The numbers: In July, a survey of members by the Global Business Travel Association found 68% said they planned to begin business travel sometime in next three months. By August, that had dropped 35%.
“It’s a pretty dramatic change of plans,” said Adam Sacks, president of Tourism Economics. “We expected to see some traction from business travel in the fall. Now we’re not certain when it will happen.”
The debt ceiling is back
The US government is about to run out money.

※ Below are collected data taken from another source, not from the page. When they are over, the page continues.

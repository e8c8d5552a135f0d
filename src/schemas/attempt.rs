use serde::{Deserialize, Serialize};
use uuid::Uuid;
use validator::Validate;

use crate::core::time::format_primitive;
use crate::db::models::{Answer, Attempt, QuestionWithOptions, TestDefinition};
use crate::db::types::{AttemptStatus, QuestionType};
use crate::services::attempt_lifecycle::{
    AnswerCommand, AttemptDetails, CompletionOutcome, CompletionTrigger, LiveAttemptView,
    RemainingTime,
};
use crate::services::scoring::{AttemptSummary, SubmittedAnswer};

#[derive(Debug, Deserialize, Validate)]
pub(crate) struct SubmitAnswerRequest {
    #[serde(alias = "questionId")]
    pub(crate) question_id: Uuid,
    #[serde(default, alias = "optionId")]
    pub(crate) option_id: Option<Uuid>,
    #[serde(default, alias = "optionIds")]
    #[validate(length(max = 100))]
    pub(crate) option_ids: Vec<Uuid>,
    #[serde(default, alias = "textAnswer")]
    #[validate(length(max = 20000))]
    pub(crate) text_answer: Option<String>,
}

impl SubmitAnswerRequest {
    pub(crate) fn into_command(self) -> AnswerCommand {
        AnswerCommand {
            question_id: self.question_id,
            answer: SubmittedAnswer {
                option_id: self.option_id,
                option_ids: self.option_ids,
                text_answer: self.text_answer,
            },
        }
    }
}

/// Triggers a client may report. Server-side expiry is not one of them.
#[derive(Debug, Clone, Copy, PartialEq, Eq, Deserialize)]
#[serde(rename_all = "snake_case")]
pub(crate) enum ClientTrigger {
    User,
    #[serde(alias = "tabSwitch")]
    TabSwitch,
    Timer,
}

impl From<ClientTrigger> for CompletionTrigger {
    fn from(trigger: ClientTrigger) -> Self {
        match trigger {
            ClientTrigger::User => CompletionTrigger::User,
            ClientTrigger::TabSwitch => CompletionTrigger::TabSwitch,
            ClientTrigger::Timer => CompletionTrigger::Timer,
        }
    }
}

#[derive(Debug, Default, Deserialize)]
pub(crate) struct CompleteRequest {
    #[serde(default)]
    pub(crate) trigger: Option<ClientTrigger>,
}

#[derive(Debug, Serialize)]
pub(crate) struct AttemptResponse {
    pub(crate) id: Uuid,
    pub(crate) user_id: Uuid,
    pub(crate) test_id: Uuid,
    pub(crate) attempt_number: i32,
    pub(crate) status: AttemptStatus,
    pub(crate) started_at: String,
    pub(crate) completed_at: Option<String>,
    pub(crate) score: Option<f64>,
    pub(crate) max_score: Option<f64>,
    pub(crate) percent_score: Option<f64>,
    pub(crate) time_spent: Option<i32>,
    pub(crate) created_at: String,
    pub(crate) updated_at: String,
}

impl From<Attempt> for AttemptResponse {
    fn from(attempt: Attempt) -> Self {
        Self {
            id: attempt.id,
            user_id: attempt.user_id,
            test_id: attempt.test_id,
            attempt_number: attempt.attempt_number,
            status: attempt.status,
            started_at: format_primitive(attempt.started_at),
            completed_at: attempt.completed_at.map(format_primitive),
            score: attempt.score,
            max_score: attempt.max_score,
            percent_score: attempt.percent_score,
            time_spent: attempt.time_spent,
            created_at: format_primitive(attempt.created_at),
            updated_at: format_primitive(attempt.updated_at),
        }
    }
}

/// Grading fields stay `None` until the viewer may see them.
#[derive(Debug, Serialize)]
pub(crate) struct AnswerResponse {
    pub(crate) id: Uuid,
    pub(crate) attempt_id: Uuid,
    pub(crate) question_id: Uuid,
    pub(crate) option_id: Option<Uuid>,
    pub(crate) option_ids: Vec<Uuid>,
    pub(crate) text_answer: Option<String>,
    #[serde(skip_serializing_if = "Option::is_none")]
    pub(crate) is_correct: Option<bool>,
    #[serde(skip_serializing_if = "Option::is_none")]
    pub(crate) points_earned: Option<f64>,
    pub(crate) updated_at: String,
}

impl AnswerResponse {
    pub(crate) fn from_answer(answer: Answer, reveal_grading: bool) -> Self {
        Self {
            id: answer.id,
            attempt_id: answer.attempt_id,
            question_id: answer.question_id,
            option_id: answer.option_id,
            option_ids: answer.selected_option_ids.0,
            text_answer: answer.text_answer,
            is_correct: reveal_grading.then_some(answer.is_correct),
            points_earned: reveal_grading.then_some(answer.points_earned),
            updated_at: format_primitive(answer.updated_at),
        }
    }
}

#[derive(Debug, Serialize)]
pub(crate) struct OptionResponse {
    pub(crate) id: Uuid,
    pub(crate) text: String,
    pub(crate) order_index: i32,
    #[serde(skip_serializing_if = "Option::is_none")]
    pub(crate) is_correct: Option<bool>,
}

#[derive(Debug, Serialize)]
pub(crate) struct QuestionResponse {
    pub(crate) id: Uuid,
    pub(crate) question_type: QuestionType,
    pub(crate) text: String,
    pub(crate) points: f64,
    pub(crate) order_index: i32,
    pub(crate) options: Vec<OptionResponse>,
}

impl QuestionResponse {
    fn from_question(item: QuestionWithOptions, reveal_grading: bool) -> Self {
        let QuestionWithOptions { question, options } = item;
        Self {
            id: question.id,
            question_type: question.question_type,
            text: question.text,
            points: question.points,
            order_index: question.order_index,
            options: options
                .into_iter()
                .map(|option| OptionResponse {
                    id: option.id,
                    text: option.text,
                    order_index: option.order_index,
                    is_correct: reveal_grading.then_some(option.is_correct),
                })
                .collect(),
        }
    }
}

#[derive(Debug, Serialize)]
pub(crate) struct TestResponse {
    pub(crate) id: Uuid,
    pub(crate) title: String,
    pub(crate) duration_minutes: i32,
    pub(crate) max_attempts: i32,
    pub(crate) questions: Vec<QuestionResponse>,
}

impl TestResponse {
    fn from_definition(definition: TestDefinition, reveal_grading: bool) -> Self {
        let TestDefinition { test, questions } = definition;
        Self {
            id: test.id,
            title: test.title,
            duration_minutes: test.duration_minutes,
            max_attempts: test.max_attempts,
            questions: questions
                .into_iter()
                .map(|question| QuestionResponse::from_question(question, reveal_grading))
                .collect(),
        }
    }
}

#[derive(Debug, Serialize)]
pub(crate) struct AttemptDetailResponse {
    pub(crate) attempt: AttemptResponse,
    pub(crate) test: TestResponse,
    pub(crate) answers: Vec<AnswerResponse>,
    pub(crate) remaining_time: i64,
}

impl AttemptDetailResponse {
    pub(crate) fn from_details(details: AttemptDetails, reveal_grading: bool) -> Self {
        Self {
            test: TestResponse::from_definition(details.test, reveal_grading),
            answers: details
                .answers
                .into_iter()
                .map(|answer| AnswerResponse::from_answer(answer, reveal_grading))
                .collect(),
            remaining_time: details.remaining_seconds,
            attempt: details.attempt.into(),
        }
    }
}

#[derive(Debug, Serialize)]
pub(crate) struct RemainingTimeResponse {
    pub(crate) remaining_time: i64,
    pub(crate) status: AttemptStatus,
}

impl From<RemainingTime> for RemainingTimeResponse {
    fn from(value: RemainingTime) -> Self {
        Self { remaining_time: value.remaining_seconds, status: value.status }
    }
}

#[derive(Debug, Serialize)]
pub(crate) struct CompletionResponse {
    pub(crate) attempt: AttemptResponse,
    pub(crate) summary: AttemptSummary,
}

impl From<CompletionOutcome> for CompletionResponse {
    fn from(outcome: CompletionOutcome) -> Self {
        Self { attempt: outcome.attempt.into(), summary: outcome.summary }
    }
}

#[derive(Debug, Serialize)]
pub(crate) struct LiveAttemptResponse {
    pub(crate) attempt_id: Uuid,
    pub(crate) user_id: Uuid,
    pub(crate) test_id: Uuid,
    pub(crate) test_title: String,
    pub(crate) attempt_number: i32,
    pub(crate) started_at: String,
    pub(crate) remaining_time: i64,
    pub(crate) answered_questions: i64,
    pub(crate) total_questions: i64,
}

impl From<LiveAttemptView> for LiveAttemptResponse {
    fn from(view: LiveAttemptView) -> Self {
        let live = view.live;
        Self {
            attempt_id: live.attempt.id,
            user_id: live.attempt.user_id,
            test_id: live.attempt.test_id,
            test_title: live.test_title,
            attempt_number: live.attempt.attempt_number,
            started_at: format_primitive(live.attempt.started_at),
            remaining_time: view.remaining_seconds,
            answered_questions: live.answered_questions,
            total_questions: live.total_questions,
        }
    }
}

Treasury Secretary Janet Yellen warned lawmakers on Wednesday that the US government will run out of money to pay its bills during the month of October unless they vote to raise the debt ceiling.
What’s this now? The debt ceiling is a legal limit on how much the US government can borrow, and (so far as we know) unique among developed economies.
Remember: Raising the debt ceiling does not increase federal spending. All it does is allow the Treasury to cover the expenses that lawmakers in Congress — both Democrats and Republicans — have already authorized.
But that doesn’t prevent lawmakers — especially Republicans when there’s a Democratic president — from using the debt ceiling to hold America hostage. If the debt ceiling doesn’t go up, the United States defaults.
“It would be financial Armageddon,” Mark Zandi, chief economist at Moody’s Analytics, told CNN Business. “It’s complete craziness to even contemplate the idea of not paying our debt on time.”
Damaging debate: The politics around the debt ceiling are tiresome, to put it mildly. But they are also damaging to investors and businesses.
“We have learned from past debt limit impasses that waiting until the last minute to suspend or increase the debt limit can cause serious harm to business and consumer confidence, raise short-term borrowing costs for taxpayers, and negatively impact the credit rating of the United States,” Yellen wrote in a letter to House Speaker Nancy Pelosi on Wednesday.
US unemployment claims data will be released at 8:30 a.m. ET.
Also today: US Energy Information Administration reports on crude oil inventories.
Coming tomorrow: Earnings from Kroger.